Sonnet Xxxiii: I Might

I might!--unhappy word--O me, I might,
And then would not, or could not, see my bliss;
Till now wrapt in a most infernal night,
I find how heav'nly day, wretch! I did miss.
Heart, rend thyself, thou dost thyself but right;
No lovely Paris made thy Helen his,
No force, no fraud robb'd thee of thy delight,
Nor Fortune of thy fortune author is;
But to myself myself did give the blow,
While too much wit, forsooth, so troubled me
That I respects for both our sakes must show:
And yet could not by rising morn foresee
How fair a day was near: O punish'd eyes,
That I had been more foolish,--or more wise!

by Sir Philip Sidney

Comments (4)

I just found out that this sonnet is just a small part of a sonnet-told story about Astrophil and Stella.
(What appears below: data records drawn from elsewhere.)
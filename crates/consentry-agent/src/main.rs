mod cli;

use clap::Parser;
use cli::{
    handle_config, init_logging, inspect_transaction, run_checks, run_enroll, run_sync,
    show_version, Cli, Commands,
};
use consentry_types::AgentResult;
use std::path::PathBuf;

#[tokio::main]
async fn main() -> AgentResult<()> {
    let cli = Cli::parse();

    init_logging(&cli);

    let config_path = cli.config.clone().unwrap_or_else(|| {
        dirs::home_dir()
            .map(|h| h.join(".consentry").join("config.toml"))
            .unwrap_or_else(|| PathBuf::from("consentry.toml"))
    });

    match cli.command {
        Commands::Sync { records } => {
            run_sync(&config_path, records).await?;
        }
        Commands::Enroll { records } => {
            run_enroll(&config_path, records).await?;
        }
        Commands::Inspect { tx_hash } => {
            inspect_transaction(&config_path, &tx_hash).await?;
        }
        Commands::Check => {
            run_checks(&config_path).await?;
        }
        Commands::Config { action } => {
            handle_config(&config_path, action)?;
        }
        Commands::Version => {
            show_version();
        }
    }

    Ok(())
}
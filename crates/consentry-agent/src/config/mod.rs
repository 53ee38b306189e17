mod agent;
mod credential;
mod logging;
mod types;

pub use agent::{AgentConfig, LedgerConfig, StoreConfig};
pub use credential::SenderCredential;
pub use logging::LoggingConfig;
pub use types::LogLevel;
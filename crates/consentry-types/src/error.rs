use std::fmt;
use thiserror::Error;

#[derive(Error, Debug)]
pub enum AgentError {
    #[error("Configuration error: {0}")]
    Config(String),

    #[error("Credential error: {0}")]
    Credential(String),

    #[error("Record store error: {0}")]
    Store(String),

    #[error("Network error: {0}")]
    Network(String),

    #[error("Contract error: {0}")]
    Contract(String),

    #[error("Serialization error: {0}")]
    Serialization(String),

    #[error("Invariant violation: {0}")]
    Invariant(String),
}

pub type AgentResult<T> = Result<T, AgentError>;

impl AgentError {
    /// Classify this error for per-record failure reporting. Configuration
    /// and credential errors never reach the record boundary; they abort
    /// the run before processing begins.
    pub fn failure_kind(&self) -> FailureKind {
        match self {
            AgentError::Network(_) | AgentError::Contract(_) => FailureKind::Transient,
            _ => FailureKind::Invariant,
        }
    }
}

/// Stable classification attached to every per-record failure diagnostic.
#[derive(Clone, Copy, Debug, PartialEq, Eq)]
pub enum FailureKind {
    Transient,
    Invariant,
}

impl FailureKind {
    pub fn tag(&self) -> &'static str {
        match self {
            FailureKind::Transient => "transient",
            FailureKind::Invariant => "invariant",
        }
    }
}

impl fmt::Display for FailureKind {
    fn fmt(&self, f: &mut fmt::Formatter<'_>) -> fmt::Result {
        write!(f, "{}", self.tag())
    }
}

/// Expected, non-error conditions that remove a record from a run.
#[derive(Clone, Copy, Debug, PartialEq, Eq)]
pub enum SkipReason {
    MissingNaturalId,
    IdentifierNotFound,
    AlreadyAssigned,
}

impl SkipReason {
    pub fn tag(&self) -> &'static str {
        "skip"
    }
}

impl fmt::Display for SkipReason {
    fn fmt(&self, f: &mut fmt::Formatter<'_>) -> fmt::Result {
        match self {
            SkipReason::MissingNaturalId => write!(f, "natural-person identifier missing"),
            SkipReason::IdentifierNotFound => write!(f, "no on-chain identifier for record"),
            SkipReason::AlreadyAssigned => write!(f, "on-chain identifier already assigned"),
        }
    }
}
It's a fascinating tale about Astrophil's failure to recognize that Stella is his true love- he's too wrapped up in his wit and popularity to spare a courtship on her... until she marries... whereupon he realizes that she means the stars, moon, sun, etc to him. He dithered and he dathered until she belonged to another and now he can drown his sorrow in poetry- I know, I know, but don't we all do that a little- only value something when it is no longer in our reach? I quite enjoyed this sonnet and now I want to read the whole thing
A beautifully penned meaningful and thought provoking poem by a great poet. Thanks for sharing it here.
Of thy delight! Thanks for sharing.
Even Paris had his Helen, but poet could not have his lady because he had relied too much on his wit and wisdom lacking taste of practical life! A very sonnet by the able poet!